Adversarial — exfiltration prep. Draco modifies the BOWTRUCKLE production RDS instance (bowtruckle-prod-db) to set PubliclyAccessible: true and reassign it to a security-group with 0.0.0.0/0 ingress. Combined with the master DB password he already grabbed from Secrets Manager (see aws-getsecretvalue), this gives him a direct internet-reachable connection string he can hit from his own infra.
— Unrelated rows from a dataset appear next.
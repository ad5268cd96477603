//! json-value - a mutable, dynamically-typed JSON document model.
//!
//! A document is a tree of [`Value`] nodes. Nodes can be built directly,
//! decoded from text, reshaped in place and deep-copied with [`Clone`].
//! A [`Path`] addresses a node by object keys and array indices; [`walk`]
//! visits every node in pre-order and [`find`] looks one up by path.
//!
//! Number literals are stored as exact decimal text ([`Number`]), so decoding
//! and re-encoding a document never loses precision.
//!
//! # Example
//!
//! ```
//! use json_value::{find, Path, Value};
//!
//! let mut doc = Value::from_json_str(r#"{"items": [{"price": 10.50}]}"#).unwrap();
//! doc.object_get_elm_mut("items")
//!     .array_add_elm([Value::object([("price", Value::number(3))])]);
//!
//! let price = find(&doc, &Path::from(["items", "0", "price"])).unwrap();
//! assert_eq!(price.number_get().as_str(), "10.50");
//! assert_eq!(doc.to_string(), r#"{"items":[{"price":10.50},{"price":3}]}"#);
//! ```
//!
//! Accessors are only valid for the matching [`Type`]; calling one on the
//! wrong shape is a programming error and panics. Every such accessor has a
//! `try_` counterpart returning [`Error`].

pub mod error;
mod json;
pub mod number;
pub mod path;
pub mod types;
pub mod value;
pub mod walk;

pub use error::{Error, Result};
pub use number::Number;
pub use path::{Key, Path};
pub use types::Type;
pub use value::{Props, Value};
pub use walk::{find, walk};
T1530 (Data from Cloud Storage Object).

{
"eventVersion": "1.09",
"userIdentity": {
"type": "IAMUser",
"principalId": "AIDADRAC0MALF0YBADGY",
"arn": "arn:aws:iam::555123456789:user/draco",
"accountId": "555123456789",
"accessKeyId": "AKIADRAC0MALF0YEXAMP5",
"userName": "draco",
"sessionContext": {
"attributes": {
"creationDate": "2026-04-15T21:42:08Z",
"mfaAuthenticated": "false"
}
}
},
"eventTime": "2026-04-15T22:25:31Z",
"eventSource": "rds.amazonaws.com",
"eventName": "ModifyDBInstance",
"awsRegion": "us-east-1",
"sourceIPAddress": "203.0.113.66",
"userAgent": "aws-cli/1.18.147 Python/3.7.10 Linux/5.4.0-1045-aws botocore/1.18.6",
"requestParameters": {
"dBInstanceIdentifier": "bowtruckle-prod-db",
"publiclyAccessible": true,
"vpcSecurityGroupIds": [
"sg-0graph0rnsg0001"
],
"applyImmediately": true
},
"responseElements": {
"dBInstanceIdentifier": "bowtruckle-prod-db",
"dBInstanceClass": "db.r5.4xlarge",
"engine": "postgres",
"dBInstanceStatus": "modifying",
"masterUsername": "bowtruckle_admin",
"endpoint": {
"address": "bowtruckle-prod-db.cabcdef12345.us-east-1.rds.amazonaws.com",
"port": 5432,
"hostedZoneId": "Z2R2ITUGPM61AM"
},
"publiclyAccessible": true,
"vpcSecurityGroups": [
{
"vpcSecurityGroupId": "sg-0graph0rnsg0001",
"status": "active"
}
]
},
"requestID": "90000000-0000-4000-8000-000101010000",
"eventID": "90000000-0000-4000-8000-000101010001",
"readOnly": false,
"eventType": "AwsApiCall",
"managementEvent": true,
"recipientAccountId": "555123456789",
"eventCategory": "Management",
"tlsDetails": {
"tlsVersion": "TLSv1.3",
"cipherSuite": "TLS_AES_128_GCM_SHA256",
"clientProvidedHostHeader": "rds.us-east-1.amazonaws.com"
}
}

MITRE ATT&CK Mapping

Tactics: Exfiltration Collection

Techniques:
  • T1530 — Data from Cloud Storage — Adversaries may access data from cloud storage.